Operazioni interforze nella serata di venerdì, che ha visto all'opera gli agenti della Municipale e i militari del reggimento Lagunari. La merce, al dettaglio, avrebbe fruttato 90mila euro

Importante operazione congiunta delle forze dell'ordine. Nella serata di venerdì, la polizia municipale di Mestre e i militari del reggimento Lagunari di Venezia hanno inferto un duro colpo allo spaccio nel Veneziano. Grazie all'ausilio del fiuto di Kuma, infatti, gli operatori sono stati in grado di scovare al Parco Albanese ben 9 chili di marijuana.

DURO COLPO ALLO SPACCIO NEL TERRITORIO

Lo stupefacente era nascosto in 9 depositi sotterranei, diviso in 180 sacchetti. Secondo una prima stima delle forze dell'ordine, la merce, venduta al dettaglio, avrebbe fruttato agli spacciatori una cifra vicina ai 90mila euro. Con questa operazione salgono a 20 i chili di sostanze stupefacenti sottratte nel 2017 allo spaccio di strada. "Voglio ringraziarvi ufficialmente da parte di tutta la città - ha commentato il sindaco Luigi Brugnaro rivolgendosi alle forze dell'ordine - per la costante attività di controllo e presidio del territorio".

L'OPERAZIONE

I dettagli dell'operazione sono stati rivelati in conferenza stampa sabato mattina. Presenti il sindaco Luigi Brugnaro, il commissario capo della polizia municipale Gianni Franzoi e il tenente colonnello Cesare Provenza del Reggimento Lagunari “Serenissima”. A partecipare alle attività gli operatori del servizio sicurezza urbana insieme ai militari impegnati nell’operazione “Strade Sicure”. Una volta giunti nell'area verde, verso le 18, l'unità cinofila ha segnalato la presenza, in più riprese e in punti differenti, di marijuana nascosta in buche profonde circa 20 centimetri, interamente ricoperte di fogliame e legname, nell’area verde a fianco di via Rielta, a ridosso della zona cani. In ognuno dei 9 depositi sotterranei erano contenuti 4 sacchi in plastica nera al cui interno erano celati, a loro volta, 5 sacchetti in plastica trasparente contenenti lo stupefacente. Secondo la polizia municipale potrebbe trattarsi del vero e proprio “deposito centrale” degli spacciatori del parco.

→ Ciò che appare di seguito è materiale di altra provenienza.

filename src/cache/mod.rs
//! Kernel row cache
//!
//! The SMO solver needs whole kernel rows K(i, *) each time it updates the
//! error cache after moving a pair of multipliers. Rows are cached in an LRU
//! keyed by sample index, sized from a memory budget in bytes.

use crate::core::Result;
use crate::kernel::Kernel;
use lru::LruCache;
use std::num::NonZeroUsize;
use std::sync::Arc;

/// LRU cache of full kernel rows
pub struct KernelCache {
    rows: LruCache<usize, Arc<[f64]>>,
    hits: u64,
    misses: u64,
}

impl KernelCache {
    /// Create a cache holding at most `capacity` rows
    pub fn new(capacity: usize) -> Self {
        let capacity = NonZeroUsize::new(capacity.max(1)).unwrap_or(NonZeroUsize::MIN);
        Self {
            rows: LruCache::new(capacity),
            hits: 0,
            misses: 0,
        }
    }

    /// Create a cache for rows of `row_len` entries within `memory_bytes`.
    /// At least two rows are always kept, one per working-set variable.
    pub fn with_memory_limit(memory_bytes: usize, row_len: usize) -> Self {
        let row_bytes = (row_len * std::mem::size_of::<f64>()).max(1);
        Self::new((memory_bytes / row_bytes).max(2))
    }

    /// Get row `i`, computing it on a miss
    pub fn row<K: Kernel + ?Sized>(
        &mut self,
        kernel: &K,
        inputs: &[Vec<f64>],
        i: usize,
    ) -> Result<Arc<[f64]>> {
        if let Some(row) = self.rows.get(&i) {
            self.hits += 1;
            return Ok(Arc::clone(row));
        }
        self.misses += 1;

        let mut row = Vec::new();
        row.try_reserve_exact(inputs.len())?;
        row.extend(inputs.iter().map(|x| kernel.compute(&inputs[i], x)));
        let row: Arc<[f64]> = row.into();
        self.rows.put(i, Arc::clone(&row));
        Ok(row)
    }

    /// Get cache hit rate
    pub fn hit_rate(&self) -> f64 {
        let total = self.hits + self.misses;
        if total == 0 {
            0.0
        } else {
            self.hits as f64 / total as f64
        }
    }

    /// Get cache statistics
    pub fn stats(&self) -> CacheStats {
        CacheStats {
            hits: self.hits,
            misses: self.misses,
            capacity: self.rows.cap().get(),
            size: self.rows.len(),
        }
    }
}

/// Cache statistics
#[derive(Debug, Clone)]
pub struct CacheStats {
    pub hits: u64,
    pub misses: u64,
    pub capacity: usize,
    pub size: usize,
}
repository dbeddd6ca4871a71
//! Kernel functions for SVM

pub mod linear;
pub mod traits;

pub use self::linear::*;
pub use self::traits::*;
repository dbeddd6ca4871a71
//! Core traits for the classifier families

use crate::core::{CancellationToken, FeatureVector, PredictionResult, ProgressSink, Result};
use rand::RngCore;

/// Collaborators threaded through every training call
pub struct TrainContext<'a> {
    /// Injected random source; nothing below the entry point creates its own
    pub rng: &'a mut dyn RngCore,
    pub progress: &'a dyn ProgressSink,
    pub cancel: &'a CancellationToken,
}

impl<'a> TrainContext<'a> {
    pub fn new(
        rng: &'a mut dyn RngCore,
        progress: &'a dyn ProgressSink,
        cancel: &'a CancellationToken,
    ) -> Self {
        Self {
            rng,
            progress,
            cancel,
        }
    }

    /// Reborrow for a nested call
    pub fn reborrow(&mut self) -> TrainContext<'_> {
        TrainContext {
            rng: &mut *self.rng,
            progress: self.progress,
            cancel: self.cancel,
        }
    }
}

/// Contract shared by the neural-network and SVM classifiers
pub trait Classifier {
    /// Train on standardized inputs and their category codes
    fn train(
        &mut self,
        inputs: &[FeatureVector],
        codes: &[usize],
        ctx: &mut TrainContext<'_>,
    ) -> Result<()>;

    /// Predict one standardized input
    fn predict(&self, input: &[f64]) -> Result<PredictionResult>;

    /// Predict many standardized inputs
    fn predict_batch(&self, inputs: &[FeatureVector]) -> Result<Vec<PredictionResult>> {
        inputs.iter().map(|input| self.predict(input)).collect()
    }

    fn number_of_classes(&self) -> usize;

    fn is_trained(&self) -> bool;

    /// Whether predictions carry a calibrated score
    fn is_calibrated(&self) -> bool {
        false
    }
}
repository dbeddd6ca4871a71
//! Hyperparameter selection around the classifiers
//!
//! - [`complexity`]: two-phase log2 grid search for the SVM complexity
//! - [`early_stopping`]: sliding-window early stopping for epoch-trained networks

pub mod complexity;
pub mod early_stopping;

pub use self::complexity::{train_final, ComplexityEvaluator, ComplexitySearch, SearchLimits};
pub use self::early_stopping::{EarlyStopped, EarlyStoppingTrainer, EpochModel, StopReason};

PARCO ALBANESE "OSSERVATO SPECIALE"

“Ringrazio tutte le forze dell’ordine che stanno collaborando al presidio del territorio – ha commentato Brugnaro –  Abbiamo fortemente voluto la creazione di una squadra cinofila, che implementeremo a breve. Abbiamo aumentato l’attenzione nell’area del parco Albanese, con l’abbattimento dei cubi, che erano diventati il punto di riferimento della spaccio, e con una maggiore presenza degli agenti di polizia municipale, aderenti ai progetti speciali". Ha aggiunto Franzoi: “L'operazione giunge al termine di una serie di appostamenti. La cittadinanza aveva segnalato persone sospette che entravano ed uscivano dall'area verde anche in piena notte". Ha concluso il tenente Provenza: “La collaborazione con le altre forze dell’ordine e con la polizia locale è massima, siamo fieri di svolgere questo servizio a favore della nostra comunità”.